Exercise instructions
From the entries that follow, reproduce exactly and only the lines from the line with "between consecutive legs." to the line with "use formwork_core::Submission;", endpoints included.

**** Data excerpts ****

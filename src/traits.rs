//! Extension seams for the evaluator.
//!
//! Rules and distance estimators are kept behind small traits so hosts can
//! swap in their own checks or geodata without touching the evaluator loop.

use chrono::NaiveDate;

use crate::conflict::{Conflict, ConflictKind};
use crate::evaluator::EvaluateOptions;
use crate::model::{Itinerary, Leg, Traveler};

/// Read-only view of the itinerary shared by every rule during one call.
#[derive(Debug, Clone, Copy)]
pub struct RuleContext<'a> {
    pub itinerary: &'a Itinerary,
    pub options: &'a EvaluateOptions,
    /// First and last arrival dates.
    pub trip_start: NaiveDate,
    pub trip_end: NaiveDate,
}

impl<'a> RuleContext<'a> {
    /// Returns `None` for an empty itinerary.
    pub fn new(itinerary: &'a Itinerary, options: &'a EvaluateOptions) -> Option<Self> {
        let (trip_start, trip_end) = itinerary.date_range()?;
        Some(Self {
            itinerary,
            options,
            trip_start,
            trip_end,
        })
    }
}

/// A single constraint check applied to one traveler.
///
/// Implementations append zero or more conflicts of their own
/// [`Rule::kind`] to `out`, in display order.
pub trait Rule: Send + Sync {
    fn kind(&self) -> ConflictKind;

    fn check(&self, ctx: &RuleContext<'_>, traveler: &Traveler, out: &mut Vec<Conflict>);
}

/// Estimates travel distance between consecutive legs.
pub trait DistanceEstimator: Sync {
    /// Distance in kilometers, or `None` when either leg lacks geodata.
    fn distance_km(&self, from: &Leg, to: &Leg) -> Option<f64>;

    /// Sum of leg-to-leg distances in itinerary order.
    fn route_distance_km(&self, itinerary: &Itinerary) -> Option<f64> {
        itinerary
            .legs
            .windows(2)
            .map(|pair| self.distance_km(&pair[0], &pair[1]))
            .sum()
    }
}
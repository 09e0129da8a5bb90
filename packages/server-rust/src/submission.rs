//! `application/x-www-form-urlencoded` decoding into [`Submission`]s.

use url::form_urlencoded;

use formwork_core::Submission;

/// Decodes a query string or urlencoded body.
///
/// Keys ending in `[]` collect every occurrence into a list under the bare
/// name (`pets[]=1&pets[]=3` becomes `pets: ["1", "3"]`). For other keys
/// the last occurrence wins. A leading `?` is ignored.
#[must_use]
pub fn decode(input: &str) -> Submission {
    let input = input.strip_prefix('?').unwrap_or(input);
    let mut submission = Submission::new();
    for (key, value) in form_urlencoded::parse(input.as_bytes()) {
        match key.strip_suffix("[]") {
            Some(name) => submission.push(name, value.into_owned()),
            None => submission.insert(key.into_owned(), value.into_owned()),
        }
    }
    submission
}

/// The query part of a URL or request target, without the `?`.
#[must_use]
pub fn query_of(target: &str) -> &str {
    target.split_once('?').map_or("", |(_, query)| query)
}

/// `base?key=value` with the value urlencoded, appended with `&` when
/// `base` already has a query.
#[must_use]
pub fn with_query(base: &str, key: &str, value: &str) -> String {
    let query = form_urlencoded::Serializer::new(String::new())
        .append_pair(key, value)
        .finish();
    let separator = if base.contains('?') { '&' } else { '?' };
    format!("{base}{separator}{query}")
}

#[cfg(test)]
mod tests {
    use super::*;
    use formwork_core::Submitted;
    use proptest::prelude::*;

    #[test]
    fn scalars_and_lists() {
        let source = decode("name=Ann+Lee&pets%5B%5D=1&pets[]=3&note=a%26b");
        assert_eq!(source.get("name"), Some(&Submitted::Text("Ann Lee".into())));
        assert_eq!(
            source.get("pets"),
            Some(&Submitted::List(vec!["1".into(), "3".into()]))
        );
        assert_eq!(source.get("note"), Some(&Submitted::Text("a&b".into())));
    }

    #[test]
    fn last_scalar_wins() {
        let source = decode("?color=red&color=blue");
        assert_eq!(source.get("color"), Some(&Submitted::Text("blue".into())));
    }

    #[test]
    fn empty_input_is_empty() {
        assert!(decode("").is_empty());
    }

    #[test]
    fn query_helpers() {
        assert_eq!(query_of("/edit?id=4&x=1"), "id=4&x=1");
        assert_eq!(query_of("/edit"), "");
        assert_eq!(with_query("/edit", "id", "a b&c"), "/edit?id=a+b%26c");
        assert_eq!(with_query("/edit?view=1", "id", "4"), "/edit?view=1&id=4");
    }

    proptest! {
        #[test]
        fn edit_locations_carry_any_id(id in "\\PC*") {
            let location = with_query("/edit?view=1", "id", &id);
            let source = decode(query_of(&location));
            prop_assert_eq!(source.get("id").and_then(Submitted::as_text), Some(id.as_str()));
            prop_assert_eq!(source.get("view").and_then(Submitted::as_text), Some("1"));
        }
    }
}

****

Answer space
/// Estimates travel distance between consecutive legs.
pub trait DistanceEstimator: Sync {
    /// Distance in kilometers, or `None` when either leg lacks geodata.
    fn distance_km(&self, from: &Leg, to: &Leg) -> Option<f64>;

    /// Sum of leg-to-leg distances in itinerary order.
    fn route_distance_km(&self, itinerary: &Itinerary) -> Option<f64> {
        itinerary
            .legs
            .windows(2)
            .map(|pair| self.distance_km(&pair[0], &pair[1]))
            .sum()
    }
}
repository 09e0129da8a5bb90
filename packages/server-rust/src/submission.rs
//! `application/x-www-form-urlencoded` decoding into [`Submission`]s.

use url::form_urlencoded;

use formwork_core::Submission;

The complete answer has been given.